PEI_3721 15th Jun 2017 10:55

Oh the desire for humans to seek blame / responsibility.
Why not consider what might be learnt; does this event involve design, manufacture, maintenance, operation, etc. As yet not known. Are safety activities in progress?
My interest is in operations with intake flow distortion with acoustic panels. Does this aircraft / engine have restrictions on acceleration in crosswinds, speeds, or recommended handling. And I am not seeking to blame the human, just understanding, and particularly how close to any safety margin modern operations might be.

Airmotive 15th Jun 2017 14:00


Originally Posted by keith williams (Post 9802720)
Now Now. This is supposed to be fun!

If you cannot play nicely then don't play at all

Adjusted appropriately. :-)
The demanding for legal action turned a screw.
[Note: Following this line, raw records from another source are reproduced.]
#[async_trait]
impl PlatformApi for MockPlatformApi {
    async fn list_communities(&self) -> Result<Vec<Community>, ApiError> {
        self.begin("list_communities").await?;
        Ok(self.communities.read().await.clone())
    }

    async fn get_community(&self, id: &str) -> Result<Community, ApiError> {
        self.begin("get_community").await?;
        self.communities
            .read()
            .await
            .iter()
            .find(|c| c.id == id)
            .cloned()
            .ok_or_else(|| ApiError::NotFound(format!("community {}", id)))
    }

    async fn create_community(
        &self,
        credentials: &Credentials,
        community: &NewCommunity,
    ) -> Result<Community, ApiError> {
        self.begin("create_community").await?;
        let user = self.session(credentials).await?;
        let created = Community {
            id: self.new_id("c-new-"),
            name: community.name.clone(),
            description: community.description.clone(),
            category: community.category.clone(),
            fee: community.fee.into(),
            members: Vec::new(),
            creator: Some(user.id),
            created_at: Some(chrono::Utc::now()),
        };
        self.communities.write().await.push(created.clone());
        Ok(created)
    }

    async fn update_community(
        &self,
        credentials: &Credentials,
        id: &str,
        update: &CommunityUpdate,
    ) -> Result<Community, ApiError> {
        self.begin("update_community").await?;
        self.session(credentials).await?;
        let mut communities = self.communities.write().await;
        let community = communities
            .iter_mut()
            .find(|c| c.id == id)
            .ok_or_else(|| ApiError::NotFound(format!("community {}", id)))?;
        if let Some(name) = &update.name {
            community.name = name.clone();
        }
        if let Some(description) = &update.description {
            community.description = description.clone();
        }
        if let Some(category) = &update.category {
            community.category = category.clone();
        }
        if let Some(fee) = update.fee {
            community.fee = fee.into();
        }
        Ok(community.clone())
    }

    async fn delete_community(
        &self,
        credentials: &Credentials,
        id: &str,
    ) -> Result<MessageResponse, ApiError> {
        self.begin("delete_community").await?;
        self.session(credentials).await?;
        let mut communities = self.communities.write().await;
        let before = communities.len();
        communities.retain(|c| c.id != id);
        if communities.len() == before {
            return Err(ApiError::NotFound(format!("community {}", id)));
        }
        Ok(Self::ok("Community deleted"))
    }

    async fn join_community(
        &self,
        credentials: &Credentials,
        id: &str,
    ) -> Result<MessageResponse, ApiError> {
        self.begin("join_community").await?;
        let user = self.session(credentials).await?;
        {
            let mut communities = self.communities.write().await;
            let community = communities
                .iter_mut()
                .find(|c| c.id == id)
                .ok_or_else(|| ApiError::NotFound(format!("community {}", id)))?;
            if !community.is_member(&user.id) {
                community.members.push(user.id.clone());
            }
        }
        if let Some(user) = self.sessions.write().await.get_mut(credentials.token()) {
            if !user.has_joined(id) {
                user.communities.push(id.to_string());
            }
        }
        Ok(Self::ok("Joined community"))
    }

    async fn list_categories(&self) -> Result<Vec<Category>, ApiError> {
        self.begin("list_categories").await?;
        Ok(self.categories.read().await.clone())
    }

    async fn create_category(
        &self,
        credentials: &Credentials,
        category: &NewCategory,
    ) -> Result<Category, ApiError> {
        self.begin("create_category").await?;
        self.session(credentials).await?;
        let created = Category {
            id: self.new_id("cat-"),
            name: category.name.clone(),
        };
        self.categories.write().await.push(created.clone());
        Ok(created)
    }

    async fn update_category(
        &self,
        credentials: &Credentials,
        id: &str,
        category: &NewCategory,
    ) -> Result<Category, ApiError> {
        self.begin("update_category").await?;
        self.session(credentials).await?;
        let mut categories = self.categories.write().await;
        let existing = categories
            .iter_mut()
            .find(|c| c.id == id)
            .ok_or_else(|| ApiError::NotFound(format!("category {}", id)))?;
        existing.name = category.name.clone();
        Ok(existing.clone())
    }

    async fn delete_category(
        &self,
        credentials: &Credentials,
        id: &str,
    ) -> Result<MessageResponse, ApiError> {
        self.begin("delete_category").await?;
        self.session(credentials).await?;
        self.categories.write().await.retain(|c| c.id != id);
        Ok(Self::ok("Category deleted"))
    }

    async fn list_courses(&self, community_id: &str) -> Result<Vec<Course>, ApiError> {
        self.begin("list_courses").await?;
        Ok(self
            .courses
            .read()
            .await
            .iter()
            .filter(|c| c.community.as_deref() == Some(community_id))
            .cloned()
            .collect())
    }

    async fn get_course(&self, id: &str) -> Result<Course, ApiError> {
        self.begin("get_course").await?;
        self.courses
            .read()
            .await
            .iter()
            .find(|c| c.id == id)
            .cloned()
            .ok_or_else(|| ApiError::NotFound(format!("course {}", id)))
    }

    async fn mark_lesson_watched(
        &self,
        credentials: &Credentials,
        course_id: &str,
        lesson_index: usize,
    ) -> Result<MessageResponse, ApiError> {
        self.begin("mark_lesson_watched").await?;
        let mut sessions = self.sessions.write().await;
        let user = sessions
            .get_mut(credentials.token())
            .ok_or(ApiError::Unauthorized)?;
        user.record_watched(course_id, lesson_index);
        Ok(Self::ok("Progress updated"))
    }

    async fn current_user(&self, credentials: &Credentials) -> Result<User, ApiError> {
        self.begin("current_user").await?;
        self.session(credentials).await
    }

    async fn user_analytics(&self, credentials: &Credentials) -> Result<UserAnalytics, ApiError> {
        self.begin("user_analytics").await?;
        let user = self.session(credentials).await?;
        let communities = self.communities.read().await;
        let owned: Vec<&Community> = communities.iter().filter(|c| c.is_owned_by(&user.id)).collect();
        let pending = self
            .withdrawals
            .read()
            .await
            .iter()
            .filter(|w| w.user.as_deref() == Some(user.id.as_str()))
            .filter(|w| w.status == WithdrawalStatus::Pending)
            .count();
        Ok(UserAnalytics {
            total_communities: owned.len() as u64,
            total_members: owned.iter().map(|c| c.member_count() as u64).sum(),
            total_revenue: owned
                .iter()
                .map(|c| c.fee.amount() * c.member_count() as f64)
                .sum(),
            pending_withdrawals: pending as u64,
        })
    }

    async fn update_settings(
        &self,
        credentials: &Credentials,
        settings: &SettingsUpdate,
    ) -> Result<User, ApiError> {
        self.begin("update_settings").await?;
        let mut sessions = self.sessions.write().await;
        let user = sessions
            .get_mut(credentials.token())
            .ok_or(ApiError::Unauthorized)?;
        if let Some(name) = &settings.name {
            user.name = name.clone();
        }
        if let Some(email) = &settings.email {
            user.email = email.clone();
        }
        Ok(user.clone())
    }

    async fn notifications(
        &self,
        credentials: &Credentials,
    ) -> Result<Vec<Notification>, ApiError> {
        self.begin("notifications").await?;
        self.session(credentials).await?;
        Ok(self.notifications.read().await.clone())
    }

    async fn list_withdrawals(
        &self,
        credentials: &Credentials,
    ) -> Result<Vec<Withdrawal>, ApiError> {
        self.begin("list_withdrawals").await?;
        let user = self.session(credentials).await?;
        let withdrawals = self.withdrawals.read().await;
        Ok(withdrawals
            .iter()
            .filter(|w| user.role.can(Capability::ReviewWithdrawals) || w.user.as_deref() == Some(user.id.as_str()))
            .cloned()
            .collect())
    }

    async fn create_withdrawal(
        &self,
        credentials: &Credentials,
        withdrawal: &NewWithdrawal,
    ) -> Result<Withdrawal, ApiError> {
        self.begin("create_withdrawal").await?;
        let user = self.session(credentials).await?;
        let created = Withdrawal {
            id: self.new_id("w-"),
            amount: withdrawal.amount,
            status: WithdrawalStatus::Pending,
            email: withdrawal.email.clone(),
            user: Some(user.id),
            created_at: Some(chrono::Utc::now()),
        };
        self.withdrawals.write().await.push(created.clone());
        if let Some(user) = self.sessions.write().await.get_mut(credentials.token()) {
            user.balance -= withdrawal.amount;
        }
        Ok(created)
    }

    async fn update_withdrawal(
        &self,
        credentials: &Credentials,
        id: &str,
        update: &WithdrawalUpdate,
    ) -> Result<Withdrawal, ApiError> {
        self.begin("update_withdrawal").await?;
        self.session(credentials).await?;
        let mut withdrawals = self.withdrawals.write().await;
        let withdrawal = withdrawals
            .iter_mut()
            .find(|w| w.id == id)
            .ok_or_else(|| ApiError::NotFound(format!("withdrawal {}", id)))?;
        withdrawal.status = update.status;
        Ok(withdrawal.clone())
    }

    async fn delete_withdrawal(
        &self,
        credentials: &Credentials,
        id: &str,
    ) -> Result<MessageResponse, ApiError> {
        self.begin("delete_withdrawal").await?;
        self.session(credentials).await?;
        self.withdrawals.write().await.retain(|w| w.id != id);
        Ok(Self::ok("Withdrawal deleted"))
    }

    async fn admin_analytics(
        &self,
        credentials: &Credentials,
    ) -> Result<AdminAnalytics, ApiError> {
        self.begin("admin_analytics").await?;
        self.session(credentials).await?;
        let pending = self
            .withdrawals
            .read()
            .await
            .iter()
            .filter(|w| w.status == WithdrawalStatus::Pending)
            .count();
        Ok(AdminAnalytics {
            total_users: self.sessions.read().await.len() as u64,
            total_communities: self.communities.read().await.len() as u64,
            total_courses: self.courses.read().await.len() as u64,
            total_revenue: 0.0,
            pending_withdrawals: pending as u64,
        })
    }

    async fn error_logs(&self, credentials: &Credentials) -> Result<Vec<ErrorLog>, ApiError> {
        self.begin("error_logs").await?;
        self.session(credentials).await?;
        Ok(self.error_logs.read().await.clone())
    }

    async fn report_error(&self, report: &ErrorReport) -> Result<MessageResponse, ApiError> {
        self.begin("report_error").await?;
        self.reports.write().await.push(report.clone());
        Ok(Self::ok("Report received"))
    }
}
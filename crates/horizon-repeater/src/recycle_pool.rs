//! Keyed pools of derealized elements.
//!
//! A [`RecyclePool`] buckets unused elements by [`TemplateKey`] so a later
//! realization with the same template can reuse one instead of building a new
//! visual. Pools can be private to a repeater or handed out by a
//! [`RecyclePoolRegistry`] owned by the application, which lets several
//! repeaters sharing a template also share its elements.

use std::collections::{HashMap, HashSet};
use std::fmt;
use std::sync::{Arc, Weak};

use parking_lot::Mutex;

use crate::element::{Element, ElementId};
use crate::repeater::RepeaterId;
use crate::template::{DataTemplate, TemplateId, TemplateKey};

struct PoolEntry {
    element: Element,
    owner: Option<RepeaterId>,
}

#[derive(Default)]
struct PoolInner {
    buckets: HashMap<TemplateKey, Vec<PoolEntry>>,
    members: HashSet<ElementId>,
}

/// A keyed multi-set of unused elements.
///
/// Retrieval is LIFO per key, preferring elements last owned by the asking
/// repeater so shared pools do not shuffle elements between repeaters needlessly.
#[derive(Default)]
pub struct RecyclePool {
    inner: Mutex<PoolInner>,
}

impl RecyclePool {
    pub fn new() -> Self {
        Self::default()
    }

    /// Store `element` under `key`.
    ///
    /// Putting an element that is already pooled is ignored.
    pub fn put(&self, key: TemplateKey, element: Element, owner: Option<RepeaterId>) {
        let mut inner = self.inner.lock();
        if !inner.members.insert(element.id()) {
            tracing::warn!(
                target: "horizon_repeater::pool",
                element = element.id().as_u64(),
                key = %key,
                "element is already pooled, ignoring put"
            );
            return;
        }
        tracing::trace!(target: "horizon_repeater::pool", element = element.id().as_u64(), key = %key, "put");
        inner
            .buckets
            .entry(key)
            .or_default()
            .push(PoolEntry { element, owner });
    }

    /// Remove and return an element stored under `key`.
    pub fn try_get(&self, key: &TemplateKey, owner: Option<RepeaterId>) -> Option<Element> {
        let mut inner = self.inner.lock();
        let bucket = inner.buckets.get_mut(key)?;
        let position = bucket
            .iter()
            .rposition(|entry| owner.is_some() && entry.owner == owner)
            .or_else(|| bucket.len().checked_sub(1))?;
        let entry = bucket.remove(position);
        if bucket.is_empty() {
            inner.buckets.remove(key);
        }
        inner.members.remove(&entry.element.id());
        tracing::trace!(target: "horizon_repeater::pool", element = entry.element.id().as_u64(), key = %key, "reused");
        Some(entry.element)
    }

    /// Whether `element` is currently pooled.
    pub fn contains(&self, element: &Element) -> bool {
        self.inner.lock().members.contains(&element.id())
    }

    /// Number of pooled elements across all keys.
    pub fn len(&self) -> usize {
        self.inner.lock().members.len()
    }

    pub fn is_empty(&self) -> bool {
        self.len() == 0
    }

    /// Number of pooled elements under `key`.
    pub fn count_for(&self, key: &TemplateKey) -> usize {
        self.inner
            .lock()
            .buckets
            .get(key)
            .map_or(0, |bucket| bucket.len())
    }

    /// Evict every entry, returning the evicted elements.
    pub fn clear(&self) -> Vec<Element> {
        let mut inner = self.inner.lock();
        inner.members.clear();
        let evicted: Vec<Element> = inner
            .buckets
            .drain()
            .flat_map(|(_, bucket)| bucket.into_iter().map(|entry| entry.element))
            .collect();
        tracing::debug!(target: "horizon_repeater::pool", evicted = evicted.len(), "pool cleared");
        evicted
    }

    /// Evict the entries last owned by `owner`, returning them.
    pub fn clear_owned_by(&self, owner: RepeaterId) -> Vec<Element> {
        let mut inner = self.inner.lock();
        let mut evicted = Vec::new();
        for bucket in inner.buckets.values_mut() {
            let (gone, kept): (Vec<PoolEntry>, Vec<PoolEntry>) = bucket
                .drain(..)
                .partition(|entry| entry.owner == Some(owner));
            *bucket = kept;
            evicted.extend(gone.into_iter().map(|entry| entry.element));
        }
        inner.buckets.retain(|_, bucket| !bucket.is_empty());
        for element in &evicted {
            inner.members.remove(&element.id());
        }
        tracing::debug!(target: "horizon_repeater::pool", evicted = evicted.len(), "owned entries cleared");
        evicted
    }
}

impl fmt::Debug for RecyclePool {
    fn fmt(&self, f: &mut fmt::Formatter<'_>) -> fmt::Result {
        let inner = self.inner.lock();
        f.debug_struct("RecyclePool")
            .field("keys", &inner.buckets.len())
            .field("elements", &inner.members.len())
            .finish()
    }
}

/// Application-owned directory of shared pools.
///
/// Create one at the composition root and pass it to every repeater that
/// should share elements (see `PoolScope::Shared`). A per-template pool lives
/// as long as some factory still uses it; the registry only remembers it.
#[derive(Default)]
pub struct RecyclePoolRegistry {
    by_template: Mutex<HashMap<TemplateId, Weak<RecyclePool>>>,
    shared: Arc<RecyclePool>,
}

impl RecyclePoolRegistry {
    pub fn new() -> Self {
        Self::default()
    }

    /// The pool dedicated to `template`, created on first use.
    pub fn pool_for_template(&self, template: &DataTemplate) -> Arc<RecyclePool> {
        let mut by_template = self.by_template.lock();
        by_template.retain(|_, pool| pool.strong_count() > 0);
        if let Some(pool) = by_template.get(&template.id()).and_then(Weak::upgrade) {
            return pool;
        }
        let pool = Arc::new(RecyclePool::new());
        by_template.insert(template.id(), Arc::downgrade(&pool));
        pool
    }

    /// A pool shared by every user of this registry, bucketed by template key.
    pub fn shared_pool(&self) -> Arc<RecyclePool> {
        self.shared.clone()
    }

    /// Number of per-template pools still in use.
    pub fn template_pool_count(&self) -> usize {
        self.by_template
            .lock()
            .values()
            .filter(|pool| pool.strong_count() > 0)
            .count()
    }
}

impl fmt::Debug for RecyclePoolRegistry {
    fn fmt(&self, f: &mut fmt::Formatter<'_>) -> fmt::Result {
        f.debug_struct("RecyclePoolRegistry")
            .field("template_pools", &self.template_pool_count())
            .field("shared", &self.shared)
            .finish()
    }
}
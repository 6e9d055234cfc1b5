//! The bridge between layout strategies and the repeater that hosts them.
//!
//! Layouts never see the repeater's realized map or its factory. They realize,
//! look up and recycle elements by index through these contexts, and keep any
//! per-repeater bookkeeping in the opaque [`LayoutContext::layout_state`] slot
//! so one layout instance can serve many repeaters.

use std::any::Any;
use std::ops::BitOr;

use horizon_repeater_core::{Point, Rect};

use crate::element::Element;
use crate::error::RepeaterResult;
use crate::items_source::ItemValue;

/// Options for [`VirtualizingLayoutContext::get_or_create_element_at`].
#[derive(Debug, Clone, Copy, PartialEq, Eq, Default)]
pub struct ElementRealizationOptions {
    /// Create a new element even if the index already has one.
    pub force_create: bool,
    /// Keep the element realized at the end of the pass even if it was not requested.
    pub suppress_auto_recycle: bool,
}

impl ElementRealizationOptions {
    pub const NONE: Self = Self {
        force_create: false,
        suppress_auto_recycle: false,
    };

    pub const FORCE_CREATE: Self = Self {
        force_create: true,
        suppress_auto_recycle: false,
    };

    pub const SUPPRESS_AUTO_RECYCLE: Self = Self {
        force_create: false,
        suppress_auto_recycle: true,
    };
}

impl BitOr for ElementRealizationOptions {
    type Output = Self;

    fn bitor(self, rhs: Self) -> Self {
        Self {
            force_create: self.force_create || rhs.force_create,
            suppress_auto_recycle: self.suppress_auto_recycle || rhs.suppress_auto_recycle,
        }
    }
}

/// Shared by both layout context kinds.
pub trait LayoutContext {
    /// Number of items in the source, zero without a source.
    fn item_count(&self) -> usize;

    /// The data item at `index`.
    fn get_item_at(&self, index: usize) -> RepeaterResult<ItemValue>;

    /// Per-repeater storage owned by the layout.
    fn layout_state(&mut self) -> &mut Option<Box<dyn Any + Send + Sync>>;
}

/// Context handed to virtualizing layouts.
pub trait VirtualizingLayoutContext: LayoutContext {
    /// The window that should be realized: the viewport extended by the cache lengths.
    fn realization_rect(&self) -> Rect;

    /// The part of the repeater currently on screen.
    fn visible_rect(&self) -> Rect;

    /// Realize the element for `index`, reusing the current one unless
    /// `options.force_create` is set.
    fn get_or_create_element_at(
        &mut self,
        index: usize,
        options: ElementRealizationOptions,
    ) -> RepeaterResult<Element>;

    /// The element currently realized for `index`, without realizing anything.
    fn try_get_element_at(&self, index: usize) -> Option<Element>;

    /// Derealize `element` now.
    fn recycle_element(&mut self, element: &Element) -> RepeaterResult<()>;

    /// First and last realized index, inclusive.
    fn realized_range(&self) -> Option<(usize, usize)>;

    fn layout_origin(&self) -> Point;

    fn set_layout_origin(&mut self, origin: Point);
}

/// Context handed to non-virtualizing layouts. Every item is realized.
pub trait NonVirtualizingLayoutContext: LayoutContext {
    /// All realized elements in index order.
    fn children(&self) -> Vec<Element>;
}

/// Take the layout's state out of `context`, or a fresh one if it holds
/// nothing or something of another type.
pub fn take_layout_state<S, C>(context: &mut C) -> S
where
    S: Any + Send + Sync + Default,
    C: LayoutContext + ?Sized,
{
    match context.layout_state().take().map(|state| state.downcast::<S>()) {
        Some(Ok(state)) => *state,
        _ => S::default(),
    }
}

/// Put the layout's state back into `context`.
pub fn store_layout_state<S, C>(context: &mut C, state: S)
where
    S: Any + Send + Sync,
    C: LayoutContext + ?Sized,
{
    *context.layout_state() = Some(Box::new(state));
}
lomapaseo 15th Jun 2017 14:40


My interest is in operations with intake flow distortion with acoustic panels. Does this aircraft / engine have restrictions on acceleration in crosswinds, speeds, or recommended handling. And I am not seeking to blame the human, just understanding, and particularly how close to any safety margin modern operations might be
Doesn't appear to be anything more than an inflight shutdown at the lowest level of "unsafe operation" of a powerplant system.

Costly? yes

barit1 15th Jun 2017 18:29


Originally Posted by Turbine D (Post 9800698)
Except for the DC-10 over New Mexico where a CF6 fan blade was liberated and exited forward, walked up the fuselage, broke a window and the passenger was sucked out with his remains never to be found. . .

Well, not quite.

The original CF6 fan assembly was secured together by the spinner, which physically retained the blades in their dovetail slots.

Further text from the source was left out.